My therapist (I told her about this blog so I’m not sure if I should mention her name?) was assigned to me. I’m not sure she knew what she was getting into when she signed off on taking me as a client and I’m sure there were points where I frustrated her to no end, but ultimately… she was exactly the person I needed, exactly when I needed her.
I’ve said for years that if my life weren’t my life, it would be the life I wanted. That’s true. I had my cake and ate it too (if you’ve seen old pictures of me, I apparently ate LOTS of cakes) for years and when people allowed me to be not so great of a person- I took it. I’d like to say that I don’t know why I did; but the unflattering truth is I treated people with less respect than they deserved because I could. Because I hated their weakness. I hated my own weaknesses and tried to eradicate them with logic and a lack of compassion for those who needed it.
I’m not sure why I lot of you folks stayed friends with me, to be truthful. I’m damned glad you did though.
So yeah. I said goodbye. There’s a chance I’ll never see or speak to her again- this person who I credit for literally rebooting me as a human being. That’s a weird thought and I’d like to hope that one of these days we’ll cross paths and I’ll tell her what I’m up to in life, that some days are good for me and other days are bad. She calls that being human.
I couldn’t have gotten through the last year without her, and even if I never see her again, I’ll certainly never forget her.
I left her office and had lunch with Robert and Carm. I biked home to start a batch of lactofermented pickles which’ll take a week or so to properly pickle. I deviled Bailey. I laid and bed with thoughts drifting back to the Stay Calm event and kissing the prettiest woman there several times over the course of Saturday night and what that means to me. I BBQd some lamb and cleaned up a little. My days are like that, sometimes. Sometimes they’re not.
Biking over to see Devon while I have ten pounds of groceries in my bag just to talk about cheesecurds. Late night chatting with Falicia about my contempt for pants. Catching up with friends at the Bike Stop, making dinner plans and meaning it. Getting fitted for a new sports coat that’s not solid black like everything else I own and for once making eye contact when I look in the mirror. Laying in bad grumpy or working through it at the gym.
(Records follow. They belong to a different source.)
//! Shared-counter race: the same read-modify-write loop with and without a lock.

use std::fmt;
use std::sync::atomic::{AtomicI64, Ordering};
use std::sync::{Barrier, Mutex as StdMutex};
use std::time::{Duration, Instant};

use serde::Serialize;

/// Operations each incrementing or decrementing thread performs.
pub const OPS_PER_THREAD: u64 = 100_000;

#[derive(Debug, Clone, Copy, PartialEq, Eq, Serialize)]
#[serde(rename_all = "lowercase")]
pub enum CounterKind {
    /// Each read-modify-write runs under a mutex.
    Synchronized,
    /// Read and write are separate steps; concurrent updates can be lost.
    Unsynchronized,
}

trait SharedCounter: Sync {
    fn add(&self, delta: i64);
    fn value(&self) -> i64;
}

struct LockedCounter(StdMutex<i64>);

impl SharedCounter for LockedCounter {
    fn add(&self, delta: i64) {
        let mut value = self.0.lock().unwrap_or_else(|poisoned| poisoned.into_inner());
        let local = *value;
        *value = local + delta;
    }

    fn value(&self) -> i64 {
        *self.0.lock().unwrap_or_else(|poisoned| poisoned.into_inner())
    }
}

struct RacyCounter(AtomicI64);

impl SharedCounter for RacyCounter {
    fn add(&self, delta: i64) {
        let local = self.0.load(Ordering::Relaxed);
        // Give other threads the chance to interleave, even on a single core.
        std::thread::yield_now();
        self.0.store(local + delta, Ordering::Relaxed);
    }

    fn value(&self) -> i64 {
        self.0.load(Ordering::Relaxed)
    }
}

#[derive(Debug, Clone, Serialize)]
pub struct RaceOutcome {
    pub counter: CounterKind,
    pub increments: usize,
    pub decrements: usize,
    pub ops_per_thread: u64,
    pub final_value: i64,
    #[serde(serialize_with = "as_millis")]
    pub elapsed: Duration,
}

fn as_millis<S: serde::Serializer>(d: &Duration, s: S) -> Result<S::Ok, S::Error> {
    s.serialize_u64(d.as_millis() as u64)
}

impl RaceOutcome {
    pub fn expected(&self) -> i64 {
        (self.increments as i64 - self.decrements as i64) * self.ops_per_thread as i64
    }

    pub fn is_exact(&self) -> bool {
        self.final_value == self.expected()
    }
}

impl fmt::Display for RaceOutcome {
    fn fmt(&self, f: &mut fmt::Formatter<'_>) -> fmt::Result {
        writeln!(f, "Final counter value: {}", self.final_value)?;
        writeln!(f, "Expected value: {}", self.expected())?;
        write!(f, "Execution time: {} ms", self.elapsed.as_millis())
    }
}

/// Run `increments` incrementing and `decrements` decrementing threads of
/// [`OPS_PER_THREAD`] operations each.
pub fn run_race(increments: usize, decrements: usize, counter: CounterKind) -> RaceOutcome {
    run_race_with(increments, decrements, OPS_PER_THREAD, counter)
}

pub fn run_race_with(
    increments: usize,
    decrements: usize,
    ops_per_thread: u64,
    counter: CounterKind,
) -> RaceOutcome {
    tracing::debug!(increments, decrements, ops_per_thread, ?counter, "Race starts");

    let start = Instant::now();
    let final_value = match counter {
        CounterKind::Synchronized => {
            race(&LockedCounter(StdMutex::new(0)), increments, decrements, ops_per_thread)
        }
        CounterKind::Unsynchronized => {
            race(&RacyCounter(AtomicI64::new(0)), increments, decrements, ops_per_thread)
        }
    };
    let elapsed = start.elapsed();

    tracing::debug!(final_value, ?elapsed, "Race finished");
    RaceOutcome {
        counter,
        increments,
        decrements,
        ops_per_thread,
        final_value,
        elapsed,
    }
}

fn race(counter: &impl SharedCounter, increments: usize, decrements: usize, ops: u64) -> i64 {
    let start = Barrier::new(increments + decrements);

    std::thread::scope(|scope| {
        let deltas = std::iter::repeat_n(1, increments).chain(std::iter::repeat_n(-1, decrements));
        for delta in deltas {
            let start = &start;
            scope.spawn(move || {
                start.wait();
                for _ in 0..ops {
                    counter.add(delta);
                }
            });
        }
    });

    counter.value()
}
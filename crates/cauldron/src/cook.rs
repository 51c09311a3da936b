//! The producer: refills the pot whenever it runs dry.

use std::sync::Arc;

use tokio_util::sync::CancellationToken;

use crate::error::PotError;
use crate::event::PotEvent;
use crate::pot::Pot;

/// The one actor allowed to refill a [`Pot`].
///
/// Start at most one cook per pot.
pub struct Cook {
    pot: Arc<Pot>,
    cancel: CancellationToken,
}

impl Cook {
    pub fn new(pot: Arc<Pot>, cancel: CancellationToken) -> Self {
        Self { pot, cancel }
    }

    /// Refill until cancelled or the pot closes. Returns the number of refills
    /// this cook performed.
    pub async fn run(self) -> u64 {
        let mut refills = 0;

        loop {
            if self.cancel.is_cancelled() {
                break;
            }
            match self.pot.refill(&self.cancel).await {
                Ok(units) => {
                    refills += 1;
                    tracing::trace!(units, refills, "Cook waits for the pot to empty again");
                }
                Err(PotError::Cancelled) => break,
                Err(PotError::Closed) => {
                    tracing::debug!("Pot closed, cook stops");
                    break;
                }
                Err(e) => {
                    tracing::error!(error = %e, "Cook failed to refill");
                    break;
                }
            }
        }

        self.pot.report(PotEvent::CookFinished { refills });
        refills
    }
}

#[cfg(test)]
mod tests {
    use std::time::Duration;

    use super::*;
    use crate::config::PotConfig;
    use crate::event::{ChannelSink, NullSink};

    #[tokio::test]
    async fn cook_idles_while_pot_has_food() {
        let pot = Pot::new(PotConfig::new(3, 1), Arc::new(NullSink)).unwrap();
        let cancel = CancellationToken::new();
        let cook = tokio::spawn(Cook::new(Arc::clone(&pot), cancel.clone()).run());

        tokio::time::sleep(Duration::from_millis(20)).await;
        cancel.cancel();

        let refills = tokio::time::timeout(Duration::from_secs(1), cook)
            .await
            .expect("cancelled cook should stop promptly")
            .unwrap();
        assert_eq!(refills, 0);
        assert_eq!(pot.units(), 3);
    }

    #[tokio::test]
    async fn cook_refills_each_time_the_pot_empties() {
        let (sink, mut rx) = ChannelSink::channel();
        let pot = Pot::new(PotConfig::new(2, 1), Arc::new(sink)).unwrap();
        let cancel = CancellationToken::new();
        let cook = tokio::spawn(Cook::new(Arc::clone(&pot), cancel.clone()).run());

        // Three pots' worth: the initial fill and two refills.
        for _ in 0..6 {
            let serving = tokio::time::timeout(Duration::from_secs(1), pot.take(0, &cancel))
                .await
                .expect("cook should keep the pot filled")
                .unwrap();
            assert!(serving.remaining < 2);
        }

        // The last take emptied the pot again, so a third refill follows.
        tokio::time::timeout(Duration::from_secs(1), async {
            while pot.snapshot().refills < 3 {
                tokio::task::yield_now().await;
            }
        })
        .await
        .expect("cook should refill the emptied pot");

        cancel.cancel();
        let refills = cook.await.unwrap();
        assert_eq!(refills, 3);
        assert_eq!(pot.units(), 2);

        let mut refilled = Vec::new();
        let mut last = None;
        while let Ok(event) = rx.try_recv() {
            if let PotEvent::Refilled { units, refills } = event {
                refilled.push((units, refills));
            }
            last = Some(event);
        }
        assert_eq!(refilled, vec![(2, 1), (2, 2), (2, 3)]);
        assert_eq!(last, Some(PotEvent::CookFinished { refills: 3 }));
    }
}
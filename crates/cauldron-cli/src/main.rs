use std::process;
use std::sync::Arc;

use anyhow::Context;
use cauldron::TracingSink;
use cauldron_cli::cli::{Command, FeastOptions, USAGE, parse_args};
use cauldron_cli::logging::init_tracing;
use cauldron_cli::{run_feast, run_race};

fn main() {
    let args: Vec<String> = std::env::args().collect();

    let command = match parse_args(&args) {
        Ok(command) => command,
        Err(msg) => {
            if !msg.is_empty() {
                eprintln!("error: {msg}");
                eprintln!();
            }
            eprintln!("{USAGE}");
            process::exit(2);
        }
    };

    init_tracing();

    if let Err(e) = run(command) {
        eprintln!("error: {e:#}");
        process::exit(1);
    }
}

fn run(command: Command) -> anyhow::Result<()> {
    match command {
        Command::Feast(options) => feast(&options),
        Command::Race {
            increments,
            decrements,
            counter,
            json,
        } => {
            let outcome = run_race(increments, decrements, counter);
            if json {
                let json = serde_json::to_string_pretty(&outcome)
                    .context("failed to serialize race outcome")?;
                println!("{json}");
            } else {
                println!("{outcome}");
            }
            Ok(())
        }
    }
}

fn feast(options: &FeastOptions) -> anyhow::Result<()> {
    let config = options.resolve()?;

    let runtime = tokio::runtime::Builder::new_multi_thread()
        .enable_all()
        .build()
        .context("failed to start tokio runtime")?;
    let report = runtime.block_on(run_feast(&config, Arc::new(TracingSink)))?;

    if options.json {
        let json =
            serde_json::to_string_pretty(&report).context("failed to serialize feast report")?;
        println!("{json}");
    } else {
        println!("{report}");
    }
    Ok(())
}
//! Savages of a turn-ordered pot: strict round robin, forever hungry.

use std::sync::Arc;
use std::time::Duration;

use tokio_util::sync::CancellationToken;

use crate::error::PotError;
use crate::event::{PotEvent, SavageId};
use crate::pot::Pot;
use crate::savage::eat;

/// Default eating time for turn-ordered savages.
pub const DEFAULT_TURN_EAT_TIME: Duration = Duration::from_millis(300);

/// A savage that eats only on its turn and keeps coming back.
///
/// Each round: wait for the turn, wait for food while holding the turn, eat
/// one serving, pass the turn, then spend `eat_time` away from the pot.
pub struct TurnSavage {
    id: SavageId,
    pot: Arc<Pot>,
    cancel: CancellationToken,
    eat_time: Duration,
}

impl TurnSavage {
    pub fn new(id: SavageId, pot: Arc<Pot>, cancel: CancellationToken) -> Self {
        Self {
            id,
            pot,
            cancel,
            eat_time: DEFAULT_TURN_EAT_TIME,
        }
    }

    pub fn with_eat_time(mut self, eat_time: Duration) -> Self {
        self.eat_time = eat_time;
        self
    }

    pub fn id(&self) -> SavageId {
        self.id
    }

    /// Eat until cancelled or the pot closes.
    ///
    /// A closed pot ends the savage normally with the number of servings it
    /// ate. Cancellation is returned as [`PotError::Cancelled`]; the ledger on
    /// the pot still holds what was eaten.
    pub async fn run(self) -> Result<u64, PotError> {
        let mut eaten = 0;
        let result = self.dine(&mut eaten).await;

        self.pot.report(PotEvent::SavageFinished {
            savage: self.id,
            eaten,
            cancelled: result.as_ref().is_err_and(PotError::is_cancelled),
        });
        result.map(|()| eaten)
    }

    async fn dine(&self, eaten: &mut u64) -> Result<(), PotError> {
        loop {
            if self.cancel.is_cancelled() {
                return Err(PotError::Cancelled);
            }
            match self.pot.take_in_turn(self.id, &self.cancel).await {
                Ok(serving) => *eaten = serving.eaten,
                Err(PotError::Closed) => return Ok(()),
                Err(e) => return Err(e),
            }
            eat(&self.cancel, self.eat_time).await?;
        }
    }
}

#[cfg(test)]
mod tests {
    use super::*;
    use crate::config::{Policy, PotConfig};
    use crate::cook::Cook;
    use crate::event::{ChannelSink, NullSink};

    fn config(capacity: usize, consumers: usize) -> PotConfig {
        PotConfig::new(capacity, consumers).with_policy(Policy::TurnOrdered)
    }

    fn seat(
        pot: &Arc<Pot>,
        cancel: &CancellationToken,
        ids: impl Iterator<Item = SavageId>,
    ) -> Vec<tokio::task::JoinHandle<Result<u64, PotError>>> {
        ids.map(|id| {
            let savage = TurnSavage::new(id, Arc::clone(pot), cancel.child_token())
                .with_eat_time(Duration::from_millis(1));
            tokio::spawn(savage.run())
        })
        .collect()
    }

    #[tokio::test(flavor = "multi_thread", worker_threads = 4)]
    async fn fifteen_servings_split_evenly() {
        let (sink, mut rx) = ChannelSink::channel();
        let pot = Pot::new(config(5, 3).with_service_limit(15), Arc::new(sink)).unwrap();
        let cancel = CancellationToken::new();

        let cook = tokio::spawn(Cook::new(Arc::clone(&pot), cancel.child_token()).run());
        // Arrive in reverse so arrival order differs from turn order.
        let savages = seat(&pot, &cancel, (0..3).rev());

        let results = tokio::time::timeout(
            Duration::from_secs(5),
            futures::future::join_all(savages),
        )
        .await
        .expect("a closed pot should release every savage");
        for result in results {
            assert_eq!(result.unwrap(), Ok(5));
        }
        let refills = tokio::time::timeout(Duration::from_secs(1), cook)
            .await
            .expect("a closed pot should release the cook")
            .unwrap();

        assert_eq!(pot.ledger().snapshot(), vec![5, 5, 5]);
        assert_eq!(refills, 2);

        // Every serving is immediately followed by passing the turn on.
        let mut servings = Vec::new();
        while let Ok(event) = rx.try_recv() {
            if matches!(event, PotEvent::Ate { .. } | PotEvent::TurnPassed { .. }) {
                servings.push(event);
            }
        }
        assert_eq!(servings.len(), 30);
        for (n, pair) in servings.chunks(2).enumerate() {
            let savage = n % 3;
            assert!(
                matches!(pair[0], PotEvent::Ate { savage: s, .. } if s == savage),
                "serving {n}: {:?}",
                pair[0]
            );
            assert_eq!(
                pair[1],
                PotEvent::TurnPassed {
                    from: savage,
                    to: (savage + 1) % 3
                }
            );
        }
    }

    #[tokio::test(flavor = "multi_thread", worker_threads = 4)]
    async fn ledger_stays_within_one_and_ring_does_not_deadlock() {
        let pot = Pot::new(config(5, 3), Arc::new(NullSink)).unwrap();
        let cancel = CancellationToken::new();

        let cook = tokio::spawn(Cook::new(Arc::clone(&pot), cancel.child_token()).run());
        let savages = seat(&pot, &cancel, 0..3);

        tokio::time::timeout(Duration::from_secs(5), async {
            loop {
                let snap = pot.snapshot();
                assert!(snap.units <= snap.capacity);
                assert!(snap.spread() <= 1, "ledger drifted: {:?}", snap.ledger);
                if snap.ledger.iter().all(|&eaten| eaten >= 3) {
                    break;
                }
                tokio::task::yield_now().await;
            }
        })
        .await
        .expect("every savage should eat three times");

        cancel.cancel();
        for savage in savages {
            assert_eq!(savage.await.unwrap(), Err(PotError::Cancelled));
        }
        cook.await.unwrap();

        let snap = pot.snapshot();
        assert_eq!(snap.filled() - snap.served, snap.units as u64);
    }

    #[tokio::test]
    async fn cancelled_turn_holder_stalls_the_ring() {
        let pot = Pot::new(config(5, 2), Arc::new(NullSink)).unwrap();
        let cancel = CancellationToken::new();

        // Savage 0 holds the first turn but is gone before it eats.
        let gone = cancel.child_token();
        gone.cancel();
        let first = TurnSavage::new(0, Arc::clone(&pot), gone).run().await;
        assert_eq!(first, Err(PotError::Cancelled));

        let second = tokio::spawn(
            TurnSavage::new(1, Arc::clone(&pot), cancel.child_token())
                .with_eat_time(Duration::ZERO)
                .run(),
        );
        tokio::time::sleep(Duration::from_millis(50)).await;

        assert_eq!(pot.snapshot().turn, Some(0));
        assert_eq!(pot.ledger().snapshot(), vec![0, 0]);

        cancel.cancel();
        assert_eq!(second.await.unwrap(), Err(PotError::Cancelled));
    }
}
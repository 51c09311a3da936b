//! The shared pot: servings, turn ticket and the signals that guard them.
//!
//! One `std::sync::Mutex` protects every piece of mutable state. It is never
//! held across an `.await`. Waiting follows the condition-variable pattern:
//!
//! 1. lock and check the predicate,
//! 2. if it fails, register on the matching [`Notify`] while still locked,
//! 3. unlock, sleep until notified or cancelled, go back to 1.
//!
//! Every notification is issued while the lock is held, so a waiter that
//! registered in step 2 cannot miss a wake-up issued after its check.

use std::pin::Pin;
use std::sync::{Arc, Mutex as StdMutex, MutexGuard};

use serde::Serialize;
use tokio::sync::Notify;
use tokio::sync::futures::Notified;
use tokio_util::sync::CancellationToken;

use crate::config::{Policy, PotConfig};
use crate::error::{ConfigError, PotError};
use crate::event::{EventSink, PotEvent, SavageId};
use crate::ledger::Ledger;

/// Whose turn it is at a turn-ordered pot.
#[derive(Debug, Clone, Copy, PartialEq, Eq)]
struct TurnTicket {
    current: SavageId,
    consumers: usize,
}

impl TurnTicket {
    fn new(consumers: usize) -> Self {
        Self {
            current: 0,
            consumers,
        }
    }

    fn advance(&mut self) -> SavageId {
        self.current = (self.current + 1) % self.consumers;
        self.current
    }
}

#[derive(Debug)]
struct PotState {
    units: usize,
    refills: u64,
    served: u64,
    ticket: Option<TurnTicket>,
    closed: bool,
}

/// Condition a waiter sleeps on.
#[derive(Debug, Clone, Copy)]
enum Signal {
    HasFood,
    IsEmpty,
    TurnChanged,
}

enum Attempt<T> {
    Ready(Result<T, PotError>),
    Wait(Signal),
}

/// One serving handed to a savage.
#[derive(Debug, Clone, Copy, PartialEq, Eq)]
pub struct Serving {
    pub savage: SavageId,
    /// Servings left in the pot after this one.
    pub remaining: usize,
    /// Servings this savage has eaten so far, this one included.
    pub eaten: u64,
}

impl Serving {
    /// Whether this serving emptied the pot.
    pub fn emptied_pot(&self) -> bool {
        self.remaining == 0
    }
}

/// Consistent view of the pot, taken under its lock.
#[derive(Debug, Clone, PartialEq, Eq, Serialize)]
pub struct Snapshot {
    pub capacity: usize,
    pub units: usize,
    pub refills: u64,
    pub served: u64,
    #[serde(skip_serializing_if = "Option::is_none")]
    pub turn: Option<SavageId>,
    pub closed: bool,
    pub ledger: Vec<u64>,
}

impl Snapshot {
    /// Servings put into the pot so far: the initial fill plus every refill.
    /// Saturates at `u64::MAX`.
    pub fn filled(&self) -> u64 {
        self.refills
            .saturating_add(1)
            .saturating_mul(self.capacity as u64)
    }

    /// Difference between the best-fed and the hungriest savage.
    pub fn spread(&self) -> u64 {
        let max = self.ledger.iter().copied().max().unwrap_or(0);
        let min = self.ledger.iter().copied().min().unwrap_or(0);
        max - min
    }
}

/// A bounded pot shared by one cook and a table of savages.
pub struct Pot {
    config: PotConfig,
    state: StdMutex<PotState>,
    has_food: Notify,
    is_empty: Notify,
    turn_changed: Notify,
    ledger: Ledger,
    events: Arc<dyn EventSink>,
}

impl Pot {
    /// Build a full pot. Fails fast on an unusable configuration.
    pub fn new(config: PotConfig, events: Arc<dyn EventSink>) -> Result<Arc<Self>, ConfigError> {
        config.validate()?;

        let ticket = match config.policy {
            Policy::Unordered => None,
            Policy::TurnOrdered => Some(TurnTicket::new(config.consumers)),
        };

        Ok(Arc::new(Self {
            state: StdMutex::new(PotState {
                units: config.capacity,
                refills: 0,
                served: 0,
                ticket,
                closed: false,
            }),
            has_food: Notify::new(),
            is_empty: Notify::new(),
            turn_changed: Notify::new(),
            ledger: Ledger::new(config.consumers),
            events,
            config,
        }))
    }

    pub fn capacity(&self) -> usize {
        self.config.capacity
    }

    pub fn consumers(&self) -> usize {
        self.config.consumers
    }

    pub fn policy(&self) -> Policy {
        self.config.policy
    }

    pub fn config(&self) -> &PotConfig {
        &self.config
    }

    pub fn ledger(&self) -> &Ledger {
        &self.ledger
    }

    pub fn units(&self) -> usize {
        self.lock().units
    }

    pub fn snapshot(&self) -> Snapshot {
        let state = self.lock();
        Snapshot {
            capacity: self.config.capacity,
            units: state.units,
            refills: state.refills,
            served: state.served,
            turn: state.ticket.map(|t| t.current),
            closed: state.closed,
            ledger: self.ledger.snapshot(),
        }
    }

    /// Forward an event that is not tied to a state transition.
    pub fn report(&self, event: PotEvent) {
        self.events.report(event);
    }

    /// Wait until the pot is empty, then fill it to capacity and wake every
    /// savage waiting for food. Returns the new number of servings.
    ///
    /// Only the cook calls this.
    pub async fn refill(&self, cancel: &CancellationToken) -> Result<usize, PotError> {
        self.wait_for(cancel, |state| {
            if state.closed {
                return Attempt::Ready(Err(PotError::Closed));
            }
            if state.units > 0 {
                return Attempt::Wait(Signal::IsEmpty);
            }

            state.units = self.config.capacity;
            state.refills += 1;
            self.events.report(PotEvent::Refilled {
                units: state.units,
                refills: state.refills,
            });
            self.has_food.notify_waiters();
            Attempt::Ready(Ok(state.units))
        })
        .await
    }

    /// Wait until the pot has food, then take one serving.
    ///
    /// Savage of an unordered pot only.
    pub async fn take(
        &self,
        savage: SavageId,
        cancel: &CancellationToken,
    ) -> Result<Serving, PotError> {
        self.admit(savage, Policy::Unordered)?;

        self.wait_for(cancel, |state| {
            if state.units == 0 {
                self.events.report(PotEvent::WaitingForFood { savage });
                return Attempt::Wait(Signal::HasFood);
            }
            Attempt::Ready(Ok(self.serve(state, savage)))
        })
        .await
    }

    /// Wait for `savage`'s turn, then for food, then take one serving and
    /// pass the turn to the next savage.
    ///
    /// The turn is held while waiting for food. A savage cancelled while
    /// holding the turn never passes it on, which stalls the whole ring.
    pub async fn take_in_turn(
        &self,
        savage: SavageId,
        cancel: &CancellationToken,
    ) -> Result<Serving, PotError> {
        self.admit(savage, Policy::TurnOrdered)?;

        self.wait_for(cancel, |state| {
            if state.closed {
                return Attempt::Ready(Err(PotError::Closed));
            }
            let Some(turn) = state.ticket.map(|t| t.current) else {
                return Attempt::Ready(Err(self.wrong_policy(Policy::TurnOrdered)));
            };
            if turn != savage {
                self.events.report(PotEvent::WaitingForTurn { savage, turn });
                return Attempt::Wait(Signal::TurnChanged);
            }
            if state.units == 0 {
                self.events.report(PotEvent::WaitingForFood { savage });
                return Attempt::Wait(Signal::HasFood);
            }

            let serving = self.serve(state, savage);
            if let Some(ticket) = state.ticket.as_mut() {
                let next = ticket.advance();
                self.events.report(PotEvent::TurnPassed {
                    from: savage,
                    to: next,
                });
            }
            if self
                .config
                .service_limit
                .is_some_and(|limit| state.served >= limit)
            {
                self.close(state);
            }
            self.turn_changed.notify_waiters();
            Attempt::Ready(Ok(serving))
        })
        .await
    }

    /// Decrement the pot for `savage`. Caller holds the lock and has checked
    /// that the pot is not empty.
    fn serve(&self, state: &mut PotState, savage: SavageId) -> Serving {
        debug_assert!(state.units > 0 && state.units <= self.config.capacity);

        state.units -= 1;
        state.served += 1;
        let eaten = self.ledger.record(savage);
        self.events.report(PotEvent::Ate {
            savage,
            remaining: state.units,
            eaten,
        });

        if state.units == 0 {
            self.events.report(PotEvent::PotEmptied { savage });
            self.is_empty.notify_one();
        }

        Serving {
            savage,
            remaining: state.units,
            eaten,
        }
    }

    /// Stop serving and wake everyone so they can observe it.
    fn close(&self, state: &mut PotState) {
        state.closed = true;
        tracing::debug!(served = state.served, "Service limit reached, closing pot");
        self.turn_changed.notify_waiters();
        self.has_food.notify_waiters();
        self.is_empty.notify_one();
    }

    fn admit(&self, savage: SavageId, expected: Policy) -> Result<(), PotError> {
        if savage >= self.config.consumers {
            return Err(PotError::UnknownSavage {
                id: savage,
                consumers: self.config.consumers,
            });
        }
        if self.config.policy != expected {
            return Err(self.wrong_policy(expected));
        }
        Ok(())
    }

    fn wrong_policy(&self, expected: Policy) -> PotError {
        PotError::WrongPolicy {
            expected,
            actual: self.config.policy,
        }
    }

    fn signal(&self, signal: Signal) -> &Notify {
        match signal {
            Signal::HasFood => &self.has_food,
            Signal::IsEmpty => &self.is_empty,
            Signal::TurnChanged => &self.turn_changed,
        }
    }

    /// Run `attempt` under the lock until it is ready, sleeping on the signal
    /// it names in between. Cancellation is checked before every attempt and
    /// raced against every sleep.
    async fn wait_for<T>(
        &self,
        cancel: &CancellationToken,
        mut attempt: impl FnMut(&mut PotState) -> Attempt<T>,
    ) -> Result<T, PotError> {
        loop {
            if cancel.is_cancelled() {
                return Err(PotError::Cancelled);
            }

            let notified: Pin<Box<Notified<'_>>> = {
                let mut state = self.lock();
                let signal = match attempt(&mut *state) {
                    Attempt::Ready(result) => return result,
                    Attempt::Wait(signal) => signal,
                };
                let mut notified = Box::pin(self.signal(signal).notified());
                notified.as_mut().enable();
                notified
            };

            tokio::select! {
                biased;
                _ = cancel.cancelled() => return Err(PotError::Cancelled),
                _ = notified => {}
            }
        }
    }

    fn lock(&self) -> MutexGuard<'_, PotState> {
        self.state.lock().unwrap_or_else(|poisoned| {
            tracing::error!("Pot mutex poisoned - continuing with last known state");
            poisoned.into_inner()
        })
    }
}

impl std::fmt::Debug for Pot {
    fn fmt(&self, f: &mut std::fmt::Formatter<'_>) -> std::fmt::Result {
        f.debug_struct("Pot")
            .field("config", &self.config)
            .field("snapshot", &self.snapshot())
            .finish()
    }
}
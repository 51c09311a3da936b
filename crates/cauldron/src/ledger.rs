//! Per-savage consumption counters.

use std::sync::atomic::{AtomicU64, Ordering};

use crate::event::SavageId;

/// Servings eaten by each savage.
///
/// Entries are independent atomics so the ledger can be read while savages
/// are still eating. The pot only records under its lock, which keeps
/// [`crate::Pot::snapshot`] consistent across entries.
#[derive(Debug)]
pub struct Ledger {
    entries: Box<[AtomicU64]>,
}

impl Ledger {
    pub fn new(savages: usize) -> Self {
        Self {
            entries: (0..savages).map(|_| AtomicU64::new(0)).collect(),
        }
    }

    /// Count one serving for `savage`, returning its new total.
    pub(crate) fn record(&self, savage: SavageId) -> u64 {
        self.entries[savage].fetch_add(1, Ordering::AcqRel) + 1
    }

    pub fn snapshot(&self) -> Vec<u64> {
        self.entries
            .iter()
            .map(|e| e.load(Ordering::Acquire))
            .collect()
    }
}

#[cfg(test)]
mod tests {
    use super::*;

    #[test]
    fn starts_at_zero() {
        assert_eq!(Ledger::new(3).snapshot(), vec![0, 0, 0]);
    }

    #[test]
    fn record_returns_running_total() {
        let ledger = Ledger::new(2);
        assert_eq!(ledger.record(1), 1);
        assert_eq!(ledger.record(1), 2);
        assert_eq!(ledger.record(0), 1);
        assert_eq!(ledger.snapshot(), vec![1, 2]);
    }
}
The ups and downs of being alive.
I want to not only live a life worth remembering, but to be able to kick around for a good long time to fill it with adventures. Good ones and bad. That means the joy of falling in love with someone like Claire as well as the pain of what came after. That means having to eulogize friends like Shannon Larratt because being in that position means that I got to be a part of his life for long enough and intimately enough to be the person who has to do it. That means seeing new friends come into my life and old friends check out; by choice or chance.
After my friend Keith Alexander passed away a few years ago I made the pledge to live a genuine life. I think that I got off track there for a bit, but thanks to the last year or learning and growing, I think I’m finally back where I want to be.